La fina línea entre querer vivir y querer morir

Aquella mañana de verano se levantó para ir a trabajar como enfermera en la posta sanitaria de la playa, le gustaba ese trabajo, era muy ameno de hecho, muchas veces aprovechaba para preguntarse cuál era su lugar en el mundo y escribir, pues muy pocos pacientes venían para pedir ayuda. Lo que no sabía es que aquel día era diferente.  

Al ser una persona abierta y extrovertida, o al menos eso era lo que mostraba, se llevaba bien con todo el mundo. Hoy le tocaba como técnico de ambulancias un compañero que estaba profundamente ido, pero es de esas locuras que te encantan y hacen a la persona muy especial. La verdad es que le tenía mucho cariño. Estaban hablando tranquilamente en la posta cuando dieron el aviso por el walky talky. Un intento de suicidio. Se le pusieron los pelos de gallina y los ojos empapados por lágrimas.  

– ¿Estás bien, Ailana? – le preguntó algo preocupado su amigo el técnico una vez en la ambulancia. 

– Sí, sí, tranquilo, ya sabes que esto es algo complicado para mí – le tranquilizó ella. Su madre había muerto unos años atrás, por fallo orgánico, a causa de una cirrosis hepática. La epilepsia y la anemia la llevaron a la depresión y eso al alcoholismo. Una forma muy sutil de hacer desaparecer la depresión y condenar su vida. Un suicidio lento, lo llamaron los médicos y los psiquiatras.  

– Lo harás bien. 

Le encantaba como, cuando había que ponerse serio y apoyar a sus compañeros, él era el primero que lo hacía con excelencia. Era un magnífico trabajador y amigo, sin duda, y eso la tranquilizaba. Respiró hondo y bajo del coche convencida.  

– Se ha tomado tres blísteres de ansiolíticos y antidepresivos – contaba el policía con mucha preocupación, aún no habían encontrado la mujer, pues se había escondido para tomar las pastillas y morir en paz.  

– Vale, voy a buscarla – dijo convencido mi compañero, la miró convencido y le dijo – quédate aquí.  
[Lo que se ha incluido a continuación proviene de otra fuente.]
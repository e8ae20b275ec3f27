use std::{
    borrow::Cow,
    fmt::{self, Debug, Display},
};

use serde::{Deserialize, Deserializer, Serialize};

/// ISO-like currency code, normalised to upper case (eg/ "USD", "EUR").
#[derive(Clone, PartialEq, Eq, PartialOrd, Ord, Hash, Serialize)]
pub struct CurrencyCode(Cow<'static, str>);

impl CurrencyCode {
    pub const USD: CurrencyCode = CurrencyCode(Cow::Borrowed("USD"));

    pub fn new<S>(code: S) -> Self
    where
        S: Into<Cow<'static, str>>,
    {
        let code = code.into();
        if code.chars().any(|c| c.is_ascii_lowercase()) {
            Self(Cow::Owned(code.to_ascii_uppercase()))
        } else {
            Self(code)
        }
    }
}

impl<S> From<S> for CurrencyCode
where
    S: Into<Cow<'static, str>>,
{
    fn from(input: S) -> Self {
        Self::new(input)
    }
}

impl AsRef<str> for CurrencyCode {
    fn as_ref(&self) -> &str {
        &self.0
    }
}

impl Debug for CurrencyCode {
    fn fmt(&self, f: &mut fmt::Formatter<'_>) -> fmt::Result {
        write!(f, "{}", self.0)
    }
}

impl Display for CurrencyCode {
    fn fmt(&self, f: &mut fmt::Formatter<'_>) -> fmt::Result {
        write!(f, "{}", self.0)
    }
}

impl<'de> Deserialize<'de> for CurrencyCode {
    fn deserialize<D>(deserializer: D) -> Result<CurrencyCode, D::Error>
    where
        D: Deserializer<'de>,
    {
        String::deserialize(deserializer).map(CurrencyCode::new)
    }
}

/// Weight unit code, normalised to lower case (eg/ "oz", "g", "tola").
#[derive(Clone, PartialEq, Eq, PartialOrd, Ord, Hash, Serialize)]
pub struct UnitCode(Cow<'static, str>);

impl UnitCode {
    pub const TROY_OUNCE: UnitCode = UnitCode(Cow::Borrowed("oz"));

    pub fn new<S>(code: S) -> Self
    where
        S: Into<Cow<'static, str>>,
    {
        let code = code.into();
        if code.chars().any(|c| c.is_ascii_uppercase()) {
            Self(Cow::Owned(code.to_ascii_lowercase()))
        } else {
            Self(code)
        }
    }
}

impl<S> From<S> for UnitCode
where
    S: Into<Cow<'static, str>>,
{
    fn from(input: S) -> Self {
        Self::new(input)
    }
}

impl AsRef<str> for UnitCode {
    fn as_ref(&self) -> &str {
        &self.0
    }
}

impl Debug for UnitCode {
    fn fmt(&self, f: &mut fmt::Formatter<'_>) -> fmt::Result {
        write!(f, "{}", self.0)
    }
}

impl Display for UnitCode {
    fn fmt(&self, f: &mut fmt::Formatter<'_>) -> fmt::Result {
        write!(f, "{}", self.0)
    }
}

impl<'de> Deserialize<'de> for UnitCode {
    fn deserialize<D>(deserializer: D) -> Result<UnitCode, D::Error>
    where
        D: Deserializer<'de>,
    {
        String::deserialize(deserializer).map(UnitCode::new)
    }
}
Cuando la encontró detrás de unos matorrales aún estaba viva, algo desorientada y obnubilada, pero viva. Cuando llegó, Ailana, algo asustada, le canalizó una vía con excelencia y administró un suero fisiológico con un goteo rápido, para eliminar lo más rápido posible la medicación. Tenían que ir rápidamente al hospital antes de que el organismo absorbiese los componentes y ponerle un análogo.  

– Dejadme morir – susurró la mujer con los ojos llenos de lágrimas – no quiero vivir. Quiero morir, dejadme morir, por favor. Ailana se quedó sin palabras, totalmente en blanco y sus ojos se llenaron de lágrimas. Lloró 

– ¿Por qué quieres morir? – le preguntó con la voz ronca. Era una pregunta que le hubiese querido decir a su madre antes de que ella se fuera de su vida para siempre. Era su oportunidad de entender por qué alguien quiere morir cuando lo tiene todo.  
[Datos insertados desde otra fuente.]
use std::sync::Arc;

use bullion_model::tables::MarketTables;
use parking_lot::Mutex;
use tracing::info;

use crate::{
    conversion::ConversionEngine,
    data::{historical::HistoricalFeed, synthetic::SyntheticSeriesGenerator, RandomSource},
    model::{
        config::{FeedConfig, GeneratorConfig, ServiceConfig},
        engine_error::EngineError,
    },
};

use super::MarketDataService;

pub struct MarketDataServiceBuilder<R>
where
    R: RandomSource,
{
    tables: Option<Arc<MarketTables>>,
    generator_config: Option<GeneratorConfig>,
    feed_config: Option<FeedConfig>,
    rng: Option<R>,
}

impl<R> Default for MarketDataServiceBuilder<R>
where
    R: RandomSource,
{
    fn default() -> Self {
        Self::new()
    }
}

impl<R> MarketDataServiceBuilder<R>
where
    R: RandomSource,
{
    pub fn new() -> Self {
        Self {
            tables: None,
            generator_config: None,
            feed_config: None,
            rng: None,
        }
    }

    pub fn tables(self, value: Arc<MarketTables>) -> Self {
        Self {
            tables: Some(value),
            ..self
        }
    }

    pub fn generator_config(self, value: GeneratorConfig) -> Self {
        Self {
            generator_config: Some(value),
            ..self
        }
    }

    pub fn feed_config(self, value: FeedConfig) -> Self {
        Self {
            feed_config: Some(value),
            ..self
        }
    }

    pub fn rng(self, value: R) -> Self {
        Self {
            rng: Some(value),
            ..self
        }
    }

    /// Take tables, generator and feed settings from one [`ServiceConfig`].
    pub fn config(self, value: ServiceConfig) -> Self {
        Self {
            tables: Some(Arc::new(value.tables)),
            generator_config: Some(value.generator),
            feed_config: Some(value.feed),
            ..self
        }
    }

    pub fn build(self) -> Result<MarketDataService<R>, EngineError> {
        let tables = self.tables.ok_or(EngineError::BuilderIncomplete("tables"))?;
        let rng = self.rng.ok_or(EngineError::BuilderIncomplete("rng"))?;
        let generator_config = self.generator_config.unwrap_or_default();
        let feed_config = self.feed_config.unwrap_or_default();
        feed_config.validate()?;

        let generator = Arc::new(Mutex::new(SyntheticSeriesGenerator::new(generator_config, rng)?));
        let historical = HistoricalFeed::new(Arc::clone(&generator), feed_config.simulated_latency());

        info!(
            currencies = tables.currencies.len(),
            units = tables.units.len(),
            gold_base_price = generator_config.gold_base_price,
            silver_base_price = generator_config.silver_base_price,
            "constructed market data service"
        );

        Ok(MarketDataService {
            conversion: ConversionEngine::new(Arc::clone(&tables)),
            tables,
            generator,
            historical,
            feed_config,
        })
    }
}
– Por qué soy una carga…  

– No eres una carga… 

– Dependo de todo el mundo, estoy todo el día triste y cansada, y no quiero hacer daño a mi familia. Quiero morir, dejadme morir. No quiero vivir así.  

Ailana miró la profunda tristeza, impotencia y desolación que mostraban sus ojos y su gesto de dolor, una clase de dolor que no se puede describir ni enumerar. En ese momento entendió el por qué su madre calmaba su dolor con la bebida. Y la perdonó. Perdonó cómo gestionó ese dolor que nadie puede entender, que te hace sentir inmensamente sola y que sientes que todas tus personas de tu alrededor estarán mejor si no estas tú. La perdonó y dejó de odiarla, y volvió a amarla después de cinco años desde su defunción.